SOURCE INFORMATION
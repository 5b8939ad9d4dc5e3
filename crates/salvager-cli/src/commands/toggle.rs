//! Toggle command implementation.

use crate::cli::ToggleArgs;
use crate::error::{CliError, Result};
use crate::output::Formatter;
use salvager_domain::{ChecklistStore, TierKey};
use salvager_engine::LookupEngine;
use std::fmt::Display;

/// Execute the toggle command.
pub fn execute_toggle<S>(
    args: ToggleArgs,
    engine: &mut LookupEngine<S>,
    formatter: &Formatter,
) -> Result<()>
where
    S: ChecklistStore,
    S::Error: Display,
{
    let key = parse_key(&args.key)?;

    if !engine.datasets().contains_tier(&key) {
        eprintln!(
            "{}",
            formatter.warning(&format!("{} is not in the loaded datasets", key))
        );
    }

    let outcome = engine.toggle(&key)?;
    println!("{}", formatter.format_toggle(&key, &outcome)?);
    Ok(())
}

/// Parse a storage-form tier key.
pub fn parse_key(raw: &str) -> Result<TierKey> {
    TierKey::parse(raw.trim())
        .ok_or_else(|| CliError::InvalidInput(format!("Invalid tier key '{}'", raw)))
}
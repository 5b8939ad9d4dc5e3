//! Merge-catalog command implementation.

use crate::cli::MergeCatalogArgs;
use crate::error::Result;
use crate::output::Formatter;
use salvager_catalog::{
    collect_pages, merge_items, read_items_file, read_page, write_items_file, MergeReport,
};
use tracing::info;

/// Execute the merge-catalog command.
pub fn execute_merge_catalog(args: MergeCatalogArgs, formatter: &Formatter) -> Result<()> {
    let report = merge_catalog(&args)?;
    println!("{}", formatter.format_merge_report(&report)?);
    Ok(())
}

/// Read the existing catalog and pages, merge, and write the result.
pub fn merge_catalog(args: &MergeCatalogArgs) -> Result<MergeReport> {
    let existing = read_items_file(&args.existing)?;
    info!("Loaded {} existing items", existing.len());

    let pages = args
        .pages
        .iter()
        .map(|path| read_page(path))
        .collect::<std::result::Result<Vec<_>, _>>()?;
    let api_items = collect_pages(pages);
    info!("Collected {} items from {} page file(s)", api_items.len(), args.pages.len());

    let (merged, report) = merge_items(&api_items, &existing);

    let output = args.output.as_ref().unwrap_or(&args.existing);
    write_items_file(output, &merged)?;

    Ok(report)
}
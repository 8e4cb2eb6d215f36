mod cli;

use clap::Parser;
use libafl_bolts::Error;

use greylop::{config::Config, fuzzer::Fuzzer};

fn main() -> Result<(), Error> {
    env_logger::init();

    let cli = cli::Cli::parse();
    let config = Config::load(&cli.config)?;
    log::info!("fuzzing {} with config {:?}", config.target.display(), cli.config);

    let mut fuzzer = Fuzzer::new(config)?;
    fuzzer.run()
}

EXERCISE DETAILS
Print out the listing in full, exactly as it appears.

COMPLETED EXERCISE
repository 5b8939ad9d4dc5e3
filename crates/salvager-cli/src/commands/toggle.rs
//! Toggle command implementation.

use crate::cli::ToggleArgs;
use crate::error::{CliError, Result};
use crate::output::Formatter;
use salvager_domain::{ChecklistStore, TierKey};
use salvager_engine::LookupEngine;
use std::fmt::Display;

/// Execute the toggle command.
pub fn execute_toggle<S>(
    args: ToggleArgs,
    engine: &mut LookupEngine<S>,
    formatter: &Formatter,
) -> Result<()>
where
    S: ChecklistStore,
    S::Error: Display,
{
    let key = parse_key(&args.key)?;

    if !engine.datasets().contains_tier(&key) {
        eprintln!(
            "{}",
            formatter.warning(&format!("{} is not in the loaded datasets", key))
        );
    }

    let outcome = engine.toggle(&key)?;
    println!("{}", formatter.format_toggle(&key, &outcome)?);
    Ok(())
}

/// Parse a storage-form tier key.
pub fn parse_key(raw: &str) -> Result<TierKey> {
    TierKey::parse(raw.trim())
        .ok_or_else(|| CliError::InvalidInput(format!("Invalid tier key '{}'", raw)))
}
repository 5b8939ad9d4dc5e3
//! Merge-catalog command implementation.

use crate::cli::MergeCatalogArgs;
use crate::error::Result;
use crate::output::Formatter;
use salvager_catalog::{
    collect_pages, merge_items, read_items_file, read_page, write_items_file, MergeReport,
};
use tracing::info;

/// Execute the merge-catalog command.
pub fn execute_merge_catalog(args: MergeCatalogArgs, formatter: &Formatter) -> Result<()> {
    let report = merge_catalog(&args)?;
    println!("{}", formatter.format_merge_report(&report)?);
    Ok(())
}

/// Read the existing catalog and pages, merge, and write the result.
pub fn merge_catalog(args: &MergeCatalogArgs) -> Result<MergeReport> {
    let existing = read_items_file(&args.existing)?;
    info!("Loaded {} existing items", existing.len());

    let pages = args
        .pages
        .iter()
        .map(|path| read_page(path))
        .collect::<std::result::Result<Vec<_>, _>>()?;
    let api_items = collect_pages(pages);
    info!("Collected {} items from {} page file(s)", api_items.len(), args.pages.len());

    let (merged, report) = merge_items(&api_items, &existing);

    let output = args.output.as_ref().unwrap_or(&args.existing);
    write_items_file(output, &merged)?;

    Ok(report)
}
repository 8e4cb2eb6d215f36
mod cli;

use clap::Parser;
use libafl_bolts::Error;

use greylop::{config::Config, fuzzer::Fuzzer};

fn main() -> Result<(), Error> {
    env_logger::init();

    let cli = cli::Cli::parse();
    let config = Config::load(&cli.config)?;
    log::info!("fuzzing {} with config {:?}", config.target.display(), cli.config);

    let mut fuzzer = Fuzzer::new(config)?;
    fuzzer.run()
}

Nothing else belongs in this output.